Building and using a Machine Learning model for Power Platform using Lobe

Building and using a Machine Learning model for Power Platform using Lobe

About a year ago, I wrote about this fantastic new app called Lobe. It’s an app that you install locally and then use to create a Machine Learning model elsewhere. It’s pretty great, as it takes away all the hassle of utilizing Machine Learning anywhere. The limitation of my previous post was that exporting and embedding the model elsewhere was somewhat challenging. You’d have to dive deep into TensorFlow or create a custom web app from scratch to use your model. I trusted this challenge would resolve itself, and in a way, it did with the latest update to Lobe.

What has changed?

Lobe has seen a few significant updates in the past year. One of those is from November 2021, when support for exporting your Lobe-based models directly to Power Platform was announced. Through this, you can create your Lobe models, and with a click of a button, publish those directly to your Power Platform tenant. To put this more technically, you publish a Machine Learning model to utilize with AI Builder, a service within Power Platform. You can then use your Lobe-based model in Power Automate and Power Apps, for example.

Let’s do this! First, create a model.

To try this out, download Lobe first.
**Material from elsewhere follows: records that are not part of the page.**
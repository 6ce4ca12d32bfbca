use clap::{Arg, Command};

pub fn app() -> Command<'static> {
    Command::new("huffzip")
        .version(env!("CARGO_PKG_VERSION"))
        .about(env!("CARGO_PKG_DESCRIPTION"))
        .subcommand_required(true)
        .arg_required_else_help(true)
        .arg(
            Arg::new("config")
                .long("config")
                .value_name("FILE")
                .takes_value(true)
                .global(true)
                .help("JSON configuration file"),
        )
        .arg(
            Arg::new("stats")
                .long("stats")
                .global(true)
                .help("Print sizes and ratio to stderr"),
        )
        .subcommand(
            Command::new("encode")
                .about("Compress INFILE (or stdin) into OUTFILE (or stdout)")
                .arg(Arg::new("INFILE").index(1).help("Input file, - for stdin"))
                .arg(Arg::new("OUTFILE").index(2).help("Output file")),
        )
        .subcommand(
            Command::new("decode")
                .about("Decompress INFILE (or stdin) into OUTFILE (or stdout)")
                .arg(Arg::new("INFILE").index(1).help("Input file, - for stdin"))
                .arg(Arg::new("OUTFILE").index(2).help("Output file")),
        )
}
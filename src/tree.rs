//! Huffman tree nodes and the tree builder

use tracing::{debug, trace};

use crate::frequency::FrequencyTable;
use crate::priority::PriorityList;

/// A node of the Huffman tree. Internal nodes exclusively own both children.
#[derive(Debug, Clone, PartialEq, Eq)]
pub enum HuffNode {
    Leaf {
        symbol: u8,
        weight: u64,
    },
    Internal {
        weight: u64,
        left: Box<HuffNode>,
        right: Box<HuffNode>,
    },
}

impl HuffNode {
    pub fn leaf(symbol: u8, weight: u64) -> Self {
        HuffNode::Leaf { symbol, weight }
    }

    /// Merge two nodes; `left` is reached by a 0 bit, `right` by a 1 bit.
    pub fn merge(left: HuffNode, right: HuffNode) -> Self {
        HuffNode::Internal {
            weight: left.weight() + right.weight(),
            left: Box::new(left),
            right: Box::new(right),
        }
    }

    pub fn weight(&self) -> u64 {
        match self {
            HuffNode::Leaf { weight, .. } | HuffNode::Internal { weight, .. } => *weight,
        }
    }

    pub fn symbol(&self) -> Option<u8> {
        match self {
            HuffNode::Leaf { symbol, .. } => Some(*symbol),
            HuffNode::Internal { .. } => None,
        }
    }

    pub fn is_leaf(&self) -> bool {
        matches!(self, HuffNode::Leaf { .. })
    }

    /// Follow one edge: `false` goes left, `true` goes right.
    /// Leaves have no children.
    pub fn child(&self, bit: bool) -> Option<&HuffNode> {
        match self {
            HuffNode::Leaf { .. } => None,
            HuffNode::Internal { left, right, .. } => Some(if bit { right } else { left }),
        }
    }

    fn depth(&self) -> usize {
        match self {
            HuffNode::Leaf { .. } => 0,
            HuffNode::Internal { left, right, .. } => 1 + left.depth().max(right.depth()),
        }
    }
}

/// A finished Huffman tree.
#[derive(Debug, Clone, PartialEq, Eq)]
pub struct HuffTree {
    root: HuffNode,
}

impl HuffTree {
    /// Build the tree for `table`. Returns `None` when the table is empty.
    ///
    /// The same table always produces the same tree: leaves are seeded in
    /// (weight, symbol) order and merged nodes go ahead of equal weights.
    pub fn build(table: &FrequencyTable) -> Option<Self> {
        let mut queue = PriorityList::from_table(table);
        let tree = Self::from_queue(&mut queue)?;
        debug!(
            unique = table.unique_count(),
            weight = tree.weight(),
            depth = tree.depth(),
            "huffman tree built"
        );
        Some(tree)
    }

    /// Merge the two front nodes until one remains.
    pub fn from_queue(queue: &mut PriorityList) -> Option<Self> {
        while queue.len() > 1 {
            let left = queue.pop_front()?;
            let right = queue.pop_front()?;
            trace!(left = left.weight(), right = right.weight(), "merge");
            queue.insert_merged(HuffNode::merge(left, right));
        }
        queue.pop_front().map(|root| HuffTree { root })
    }

    pub fn root(&self) -> &HuffNode {
        &self.root
    }

    /// Total weight, equal to the number of encoded symbols.
    pub fn weight(&self) -> u64 {
        self.root.weight()
    }

    /// Length of the longest root-to-leaf path.
    pub fn depth(&self) -> usize {
        self.root.depth()
    }

    /// The symbol of a single-leaf tree, i.e. input with one distinct byte.
    pub fn single_symbol(&self) -> Option<u8> {
        self.root.symbol()
    }
}

#[cfg(test)]
mod tests {
    use super::*;

    #[test]
    fn test_empty_table_has_no_tree() {
        assert!(HuffTree::build(&FrequencyTable::new()).is_none());
    }

    #[test]
    fn test_single_symbol_tree_is_leaf() {
        let tree = HuffTree::build(&FrequencyTable::from_bytes(b"ZZZZZ")).unwrap();
        assert_eq!(tree.single_symbol(), Some(b'Z'));
        assert_eq!(tree.weight(), 5);
        assert_eq!(tree.depth(), 0);
    }

    #[test]
    fn test_weight_is_total() {
        let table = FrequencyTable::from_bytes(b"AAAAAAAABBBCCD");
        let tree = HuffTree::build(&table).unwrap();
        assert_eq!(tree.weight(), 14);
        assert_eq!(tree.single_symbol(), None);
    }

    #[test]
    fn test_shape_for_abcd() {
        // Queue D1 C2 B3 A8 -> (D,C)3 B3 A8 -> ((D,C),B)6 A8 -> (6,A)14
        let tree = HuffTree::build(&FrequencyTable::from_bytes(b"AAAAAAAABBBCCD")).unwrap();
        let root = tree.root();
        let six = root.child(false).unwrap();
        assert_eq!(six.weight(), 6);
        assert_eq!(root.child(true).unwrap().symbol(), Some(b'A'));
        let three = six.child(false).unwrap();
        assert_eq!(three.weight(), 3);
        assert!(!three.is_leaf());
        assert_eq!(six.child(true).unwrap().symbol(), Some(b'B'));
        assert_eq!(three.child(false).unwrap().symbol(), Some(b'D'));
        assert_eq!(three.child(true).unwrap().symbol(), Some(b'C'));
        assert_eq!(tree.depth(), 3);
    }

    #[test]
    fn test_leaf_has_no_children() {
        let leaf = HuffNode::leaf(1, 1);
        assert!(leaf.child(false).is_none());
        assert!(leaf.child(true).is_none());
    }
}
Once installed, run it on your local machine.

You’re then going to need images for your model. Decide what you want to train the model for. Previously, I used Lobe to build intelligence to detect different gym weights (plates) based on their color. The more images you have, the better your model will be. If you want to get a model up and running, I recommend using the sample imagery from Microsoft to detect different fruit. Download the .ZIP package here:

The images include a banana, an orange, and an apple. Some photos have a combination of these, and this will be slightly trickier with Lobe as it cannot detect multiple elements (at least during the current beta). You should use Microsoft’s Custom Vision service for a more detailed model.

Once Lobe is running, drag-and-drop all the images from your local disk to Lobe under Label:

And then click through each image to label them. I suggest using proper labels, such as orange, apple and banana. This makes it easier to distinguish the set later if you add more images.

I discarded all images with multiple objects to make this easier to follow. I ended up with 15 images from the Microsoft sample image set:

This is still suboptimal, as I need a few more images of orange to complete the model. When you click train, Lobe will kindly poke you for missing images. I found out that just adding one more picture of orange provides me with enough data for this simple model. For actual production use, you’d perhaps want dozens or hundreds of images to make the model efficient.

Training of the model occurs automatically each time you add and label new images. This takes only a second on my workstation, but with larger datasets, you will need to wait a bit longer. You can then test your model by clicking use and providing an image outside your dataset. Each image you experiment with can then also be added to your dataset.

I tested my model with this sample image of an apple:

Lobe seems to detect it correctly:

I can now use the little green checkmark to approve this detection and add the image to my dataset. You’d use your images within the dataset.

Exporting the model to Power Platform

Now that our rudimentary model is done, it’s time to export it to Power Platform. Within Lobe, click. use > Export. Select Power Platform:

Once you’ve logged in, you can choose which environment within your Power Platform tenant you’d like to use.

You can then export (or optimize & export, which is recommended) the model directly to that environment. This takes about a minute with the simple model.

Next, open, login, select the correct environment, and then view AI Builder > Models to verify your model is there.

The model publishing will continue and take a few more minutes to complete. Once this is done, you can try out the quick test within the model. Upload an image to check that this works. I used another sample image (not part of the dataset of the model) to verify my model is still working:

Yep, it sure seems to work with the quick test within Power Platform! The last thing to do is to build something that utilizes this model.

Building a Power Automate to utilize the Lobe-based model

First, I prepped yet another test image to try out. I saved that to my OneDrive for Business, as it’s so easy to pick up files in the cloud from there.

The Power Automate can be any type, and the easiest is perhaps a scheduled one. The end-to-end solution looks like this:

It picks up a sample image from OneDrive for Business after executing the automation. You could replace this with anything else – perhaps picking up files from Azure Storage or a database, for example. The key is then to use AI Builder > Predict capability. This allows you to select your custom AI Builder model, which in turn requires the image file (which you can now pass from OneDrive for Business).

That’s it. When you run this in a test, you see the predictions. My test image was of an apple, and the results are:

  • Prediction: apple
  • Confidence: 0.9999663829803467

You could now easily pick up the prediction, verify it’s close to your comfort levels (such as >0.90), and act accordingly.

In closing

Lobe is insanely good, and with the ability to now export models directly to Power Platform, it’s filling in the gap. Keep in mind that this ability to utilize AI Builder and the Predict feature requires an additional license in Power Platform.